Starstormers by Nicholas Fisk

I remember buying this book from a mail-order school book club when I was about eight years old, although I was so uninterested in reading as a child that I probably didn’t consume the book till I was about thirteen, when the reading bug finally bit me. Now, over twenty years later, I’m being bitten by the nostalgia bug, so here we go again …

Four children, Vawn, Ispex, Tsu and Makenzi live in a boarding school on Earth, while their parents are busy building a colony on the planet Epsilon Cool. It has been years since they last saw their parents and more before they ever will. Bored and frustrated, they come up with the crazy scheme of building their own spaceship out of parts salvaged from a spacecraft junkyard.

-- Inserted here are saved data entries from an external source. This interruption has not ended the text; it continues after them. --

//! Column role resolution.
//!
//! Source spreadsheets name the same columns many ways ("KARNE NO VE ADI",
//! "Bölge Adı", "Zone"), so roles are assigned by keyword rather than by
//! exact label.

use crate::types::{ColumnRole, ColumnRoleMap, ParsedTable};
use crate::util::{contains_any, fold_label};
use tracing::{debug, info};

// Keywords are stored folded (see `fold_label`).
const ZONE_NAME_KEYWORDS: &[&str] = &["KARNE NO VE ADI", "KARNE", "ZONE", "BOLGE", "ADI"];
const SUPPLIED_KEYWORDS: &[&str] = &["VERILEN SU MIKTARI M3", "VERILEN", "GIREN", "GIRN", "SUPPLIED"];
const BILLED_KEYWORDS: &[&str] = &["TAHAKKUK M3", "TAHAKKUK", "OLCULEN", "BILLED"];

/// The role a label claims, testing groups in priority order: zone name,
/// then supplied volume, then billed volume. A label that mentions a billed
/// keyword is never a supplied-volume column.
pub fn classify_label(label: &str) -> Option<ColumnRole> {
    let folded = fold_label(label.trim());
    if contains_any(&folded, ZONE_NAME_KEYWORDS) {
        Some(ColumnRole::ZoneName)
    } else if contains_any(&folded, SUPPLIED_KEYWORDS) && !contains_any(&folded, BILLED_KEYWORDS) {
        Some(ColumnRole::SuppliedVolume)
    } else if contains_any(&folded, BILLED_KEYWORDS) {
        Some(ColumnRole::BilledVolume)
    } else {
        None
    }
}

/// Map columns to roles in label order. The first column claiming a role
/// keeps it; later claimants stay unmapped. The result may be partial.
pub fn resolve_columns(table: &ParsedTable) -> ColumnRoleMap {
    let mut map = ColumnRoleMap::default();
    for (col, label) in table.labels.iter().enumerate() {
        let Some(role) = classify_label(label) else {
            continue;
        };
        if !map.bind(role, col, label) {
            debug!("Column '{}' also matches {} which is already bound", label, role);
        }
    }
    info!(
        "Resolved columns: {}",
        map.bindings()
            .iter()
            .map(|b| format!("{} <- '{}'", b.role, b.label))
            .collect::<Vec<_>>()
            .join(", ")
    );
    map
}

#[cfg(test)]
mod tests {
    use super::*;

    fn table(labels: &[&str]) -> ParsedTable {
        ParsedTable {
            header_index: 0,
            labels: labels.iter().map(|s| s.to_string()).collect(),
            rows: Vec::new(),
        }
    }

    #[test]
    fn resolves_canonical_labels() {
        let map = resolve_columns(&table(&[
            "SIRA",
            "KARNE NO VE ADI",
            "VERİLEN SU MİKTARI M3",
            "TAHAKKUK M3",
        ]));
        assert!(map.is_complete());
        assert_eq!(map.column(ColumnRole::ZoneName), Some(1));
        assert_eq!(map.column(ColumnRole::SuppliedVolume), Some(2));
        assert_eq!(map.column(ColumnRole::BilledVolume), Some(3));
    }

    #[test]
    fn resolves_alternative_spellings() {
        let map = resolve_columns(&table(&["Bölge", "Giren Su", "Ölçülen m3"]));
        assert!(map.is_complete());
        let map = resolve_columns(&table(&["Zone", "Supplied volume", "Billed volume"]));
        assert!(map.is_complete());
    }

    #[test]
    fn compound_billed_label_is_not_supplied() {
        assert_eq!(
            classify_label("VERİLEN TAHAKKUK M3"),
            Some(ColumnRole::BilledVolume)
        );
        assert_eq!(classify_label("VERİLEN SU"), Some(ColumnRole::SuppliedVolume));
    }

    #[test]
    fn zone_group_takes_priority() {
        // Mentions both the zone roster and a billed keyword.
        assert_eq!(classify_label("KARNE TAHAKKUK"), Some(ColumnRole::ZoneName));
        assert_eq!(classify_label("ACIKLAMA"), None);
    }

    #[test]
    fn first_claimant_keeps_the_role() {
        let map = resolve_columns(&table(&["ZONE", "BÖLGE ADI", "VERİLEN", "TAHAKKUK"]));
        assert_eq!(map.column(ColumnRole::ZoneName), Some(0));
        assert_eq!(map.bindings().len(), 3);
    }

    #[test]
    fn partial_map_lists_missing_roles() {
        let map = resolve_columns(&table(&["KARNE", "NOT"]));
        assert!(!map.is_complete());
        assert_eq!(
            map.missing_roles(),
            vec![ColumnRole::SuppliedVolume, ColumnRole::BilledVolume]
        );
    }

    #[test]
    fn resolution_is_idempotent() {
        let t = table(&["KARNE NO VE ADI", "VERİLEN SU MİKTARI M3", "TAHAKKUK M3", "ZONE"]);
        assert_eq!(resolve_columns(&t), resolve_columns(&t));
    }
}
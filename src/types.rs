use serde::Serialize;
use std::fmt;
use tabled::Tabled;

/// A single cell as it came out of the uploaded file, before any role or
/// numeric interpretation.
#[derive(Debug, Clone, PartialEq)]
pub enum CellValue {
    Empty,
    Text(String),
    Number(f64),
    Bool(bool),
}

impl fmt::Display for CellValue {
    fn fmt(&self, f: &mut fmt::Formatter<'_>) -> fmt::Result {
        match self {
            CellValue::Empty => Ok(()),
            CellValue::Text(s) => f.write_str(s),
            // f64's Display already drops a trailing ".0" (1000.0 -> "1000").
            CellValue::Number(n) => write!(f, "{}", n),
            CellValue::Bool(b) => write!(f, "{}", b),
        }
    }
}

static EMPTY_CELL: CellValue = CellValue::Empty;

/// Rows exactly as read, no header assumed.
#[derive(Debug, Clone, Default, PartialEq)]
pub struct RawTable {
    pub rows: Vec<Vec<CellValue>>,
}

impl RawTable {
    pub fn len(&self) -> usize {
        self.rows.len()
    }

    pub fn is_empty(&self) -> bool {
        self.rows.is_empty()
    }
}

/// A raw table re-read with one of its rows promoted to column labels.
#[derive(Debug, Clone, Default, PartialEq)]
pub struct ParsedTable {
    /// 0-based row of the raw table the labels came from.
    pub header_index: usize,
    pub labels: Vec<String>,
    pub rows: Vec<Vec<CellValue>>,
}

impl ParsedTable {
    /// Cell at `(row, col)`; ragged rows read as empty past their end.
    pub fn cell(&self, row: usize, col: usize) -> &CellValue {
        self.rows
            .get(row)
            .and_then(|r| r.get(col))
            .unwrap_or(&EMPTY_CELL)
    }

    pub fn row_count(&self) -> usize {
        self.rows.len()
    }
}

/// The three columns a zone table must provide.
#[derive(Debug, Clone, Copy, PartialEq, Eq, Hash, Serialize)]
pub enum ColumnRole {
    ZoneName,
    SuppliedVolume,
    BilledVolume,
}

impl ColumnRole {
    pub const ALL: [ColumnRole; 3] = [
        ColumnRole::ZoneName,
        ColumnRole::SuppliedVolume,
        ColumnRole::BilledVolume,
    ];

    pub fn canonical_name(&self) -> &'static str {
        match self {
            ColumnRole::ZoneName => "ZONE_NAME",
            ColumnRole::SuppliedVolume => "SUPPLIED_VOLUME_M3",
            ColumnRole::BilledVolume => "BILLED_VOLUME_M3",
        }
    }

    /// The label the source spreadsheets normally carry for this role.
    pub fn expected_label(&self) -> &'static str {
        match self {
            ColumnRole::ZoneName => "KARNE NO VE ADI",
            ColumnRole::SuppliedVolume => "VERİLEN SU MİKTARI M3",
            ColumnRole::BilledVolume => "TAHAKKUK M3",
        }
    }
}

impl fmt::Display for ColumnRole {
    fn fmt(&self, f: &mut fmt::Formatter<'_>) -> fmt::Result {
        f.write_str(self.canonical_name())
    }
}

#[derive(Debug, Clone, PartialEq)]
pub struct RoleBinding {
    pub role: ColumnRole,
    pub column: usize,
    pub label: String,
}

/// Which parsed column plays which role. At most one column per role.
#[derive(Debug, Clone, Default, PartialEq)]
pub struct ColumnRoleMap {
    bindings: Vec<RoleBinding>,
}

impl ColumnRoleMap {
    /// Binds `role` to `column` unless the role is already taken.
    /// Returns whether the binding was accepted.
    pub fn bind(&mut self, role: ColumnRole, column: usize, label: &str) -> bool {
        if self.get(role).is_some() {
            return false;
        }
        self.bindings.push(RoleBinding {
            role,
            column,
            label: label.to_string(),
        });
        true
    }

    pub fn get(&self, role: ColumnRole) -> Option<&RoleBinding> {
        self.bindings.iter().find(|b| b.role == role)
    }

    pub fn column(&self, role: ColumnRole) -> Option<usize> {
        self.get(role).map(|b| b.column)
    }

    pub fn bindings(&self) -> &[RoleBinding] {
        &self.bindings
    }

    pub fn missing_roles(&self) -> Vec<ColumnRole> {
        ColumnRole::ALL
            .into_iter()
            .filter(|r| self.get(*r).is_none())
            .collect()
    }

    pub fn is_complete(&self) -> bool {
        self.missing_roles().is_empty()
    }
}

#[derive(Debug, Clone, PartialEq, Serialize)]
pub struct ZoneRecord {
    pub zone_name: String,
    pub supplied_m3: f64,
    pub billed_m3: f64,
}

/// A zone record with its loss split applied. Values are unrounded.
#[derive(Debug, Clone, PartialEq, Serialize)]
pub struct LossResult {
    pub zone_name: String,
    pub supplied_m3: f64,
    pub billed_m3: f64,
    pub total_loss_m3: f64,
    pub loss_ratio_pct: f64,
    pub physical_loss_m3: f64,
    pub administrative_loss_m3: f64,
    pub physical_share_pct: f64,
    pub administrative_share_pct: f64,
}

#[derive(Debug, Serialize, Tabled, Clone)]
pub struct ZoneLossRow {
    #[serde(rename = "Zone")]
    #[tabled(rename = "Zone")]
    pub zone_name: String,
    #[serde(rename = "SuppliedM3")]
    #[tabled(rename = "Supplied (m³)")]
    pub supplied_m3: String,
    #[serde(rename = "TotalLossM3")]
    #[tabled(rename = "Total Loss (m³)")]
    pub total_loss_m3: String,
    #[serde(rename = "TotalLossPct")]
    #[tabled(rename = "Total Loss (%)")]
    pub loss_ratio_pct: String,
    #[serde(rename = "PhysicalLossM3")]
    #[tabled(rename = "Physical Loss (m³)")]
    pub physical_loss_m3: String,
    #[serde(rename = "AdministrativeLossM3")]
    #[tabled(rename = "Administrative Loss (m³)")]
    pub administrative_loss_m3: String,
}

#[derive(Debug, Clone, Copy, Default, PartialEq, Serialize)]
pub struct LossTotals {
    pub supplied_m3: f64,
    pub total_loss_m3: f64,
    pub physical_loss_m3: f64,
    pub administrative_loss_m3: f64,
}

#[derive(Debug, Serialize)]
pub struct SummaryStats {
    pub source: String,
    pub total_zones: usize,
    pub risk_score: u8,
    pub leak_fraction_pct: f64,
    pub administrative_pct: f64,
    pub total_supplied_m3: i64,
    pub total_loss_m3: i64,
    pub physical_loss_m3: i64,
    pub administrative_loss_m3: i64,
}
use indexmap::IndexMap;

use crate::tree::split_criteria::split_criterion::SplitCriterion;

/// Gini-impurity splitting (CART-style classification): `1 - Σ p²` over the
/// distinct labels present.
#[derive(Debug, Clone, Copy, Default)]
pub struct GiniSplitCriterion;

impl SplitCriterion for GiniSplitCriterion {
    fn impurity(&self, labels: &[&str]) -> f64 {
        debug_assert!(!labels.is_empty(), "gini of an empty label set");

        let mut counts: IndexMap<&str, usize> = IndexMap::new();
        for &label in labels {
            *counts.entry(label).or_insert(0) += 1;
        }

        let total = labels.len() as f64;
        let mut gini = 1.0;
        for &count in counts.values() {
            let rel_freq = count as f64 / total;
            gini -= rel_freq * rel_freq;
        }
        gini
    }
}
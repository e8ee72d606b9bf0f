use indexmap::IndexMap;

use crate::core::Record;

/// Impurity measure used to score candidate splits.
///
/// Implementations only define the impurity of a label set; the gain of a
/// split falls out of the shared default below.
pub trait SplitCriterion {
    /// Impurity of a non-empty label set. 0 when every label is identical,
    /// growing as classes mix.
    fn impurity(&self, labels: &[&str]) -> f64;

    /// Reduction in impurity achieved by partitioning `records` on
    /// `attribute`: parent impurity minus the size-weighted impurity of each
    /// value group. Never negative.
    fn split_gain(&self, records: &[&Record], attribute: &str, target: &str) -> f64 {
        let parent: Vec<&str> = records.iter().filter_map(|r| r.value(target)).collect();
        debug_assert_eq!(parent.len(), records.len(), "record missing target value");

        let mut groups: IndexMap<&str, Vec<&str>> = IndexMap::new();
        for record in records {
            if let (Some(value), Some(label)) = (record.value(attribute), record.value(target)) {
                groups.entry(value).or_default().push(label);
            }
        }

        let total = parent.len() as f64;
        let weighted: f64 = groups
            .values()
            .map(|labels| (labels.len() as f64 / total) * self.impurity(labels))
            .sum();

        self.impurity(&parent) - weighted
    }
}
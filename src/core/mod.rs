mod dataset;
mod error;
mod record;

pub use dataset::Dataset;
pub use error::DatasetError;
pub use record::Record;
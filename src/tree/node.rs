use indexmap::IndexMap;
use serde::{Deserialize, Serialize};
use std::fmt::{Display, Formatter};

/// A node of a built decision tree.
///
/// The JSON representation is the wire contract consumed by visualization
/// and inference clients and must stay stable:
///
/// ```json
/// { "type": "decision", "attribute": "...", "subtrees": { "value": {...} },
///   "dataCount": 14, "prediction": "..." }
/// { "type": "leaf", "prediction": "...", "count": 4, "total": 4 }
/// ```
///
/// Nodes are created only by [`TreeBuilder`](crate::tree::TreeBuilder) and
/// never mutated afterwards; each child is exclusively owned by its parent.
/// `subtrees` keys are exactly the values of `attribute` observed in the
/// records that reached the node, in first-encountered order.
#[derive(Debug, Clone, PartialEq, Serialize, Deserialize)]
#[serde(tag = "type", rename_all = "lowercase")]
pub enum TreeNode {
    Decision {
        attribute: String,
        subtrees: IndexMap<String, TreeNode>,
        #[serde(rename = "dataCount")]
        data_count: usize,
        /// Majority label among the records that reached this node. Returned
        /// by the classifier when an input carries a branch value that was
        /// never observed during construction.
        prediction: String,
    },
    Leaf {
        prediction: String,
        /// How many records at this node share `prediction`. Equal to
        /// `total` when the node is pure.
        count: usize,
        total: usize,
    },
}

impl TreeNode {
    pub fn is_leaf(&self) -> bool {
        matches!(self, TreeNode::Leaf { .. })
    }

    /// The label this node predicts: a leaf's label, or a decision node's
    /// majority fallback.
    pub fn prediction(&self) -> &str {
        match self {
            TreeNode::Decision { prediction, .. } => prediction,
            TreeNode::Leaf { prediction, .. } => prediction,
        }
    }

    /// Number of training records that reached this node.
    pub fn record_count(&self) -> usize {
        match self {
            TreeNode::Decision { data_count, .. } => *data_count,
            TreeNode::Leaf { total, .. } => *total,
        }
    }

    fn render(&self, f: &mut Formatter<'_>, indent: usize) -> std::fmt::Result {
        let pad = "  ".repeat(indent);
        match self {
            TreeNode::Decision {
                attribute,
                subtrees,
                data_count,
                prediction,
            } => {
                writeln!(f, "{pad}[{attribute}] ({data_count} records, fallback: {prediction})")?;
                for (value, child) in subtrees {
                    writeln!(f, "{pad}  = {value}:")?;
                    child.render(f, indent + 2)?;
                }
                Ok(())
            }
            TreeNode::Leaf {
                prediction,
                count,
                total,
            } => writeln!(f, "{pad}{prediction} ({count}/{total})"),
        }
    }
}

impl Display for TreeNode {
    fn fmt(&self, f: &mut Formatter<'_>) -> std::fmt::Result {
        self.render(f, 0)
    }
}
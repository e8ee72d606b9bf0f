mod request;

pub use request::{BuildTreeRequest, CriterionChoice, build_tree, request_schema};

They name their ship Starstormer and blast off. Weeks later, soaring through space on route to Epsilon Cool, they come across an ancient colony ship from earth called the Conqueror. The inhabitants have developed a strange religion, worshipping the “Glorious Ones,” whoever they are. Ispex is first to figure out that there is great peril here for the Starstormers.

I thoroughly enjoyed this novel. It’s clear from the beginning that the story requires a tremendous suspension of disbelief, what with kids building a spaceship, but once you accept that, you can get on with enjoying the tale. The four children have diverse character traits that make for interesting drama. I had one worry, initially, about a particular moral stance taken by the book: I didn’t like the way the author had one of the kids resorting to fraud in order to obtain spaceship parts. But the surprise ending casts a new light on the character’s actions. The ending leaves much unexplored, and feels like a cliffhanger from a multi-part drama. And indeed, there are five volumes in the Starstormers saga, each around one hundred pages. I’ve already found and purchased volume 2 on eBay.

An excellent children’s space adventure.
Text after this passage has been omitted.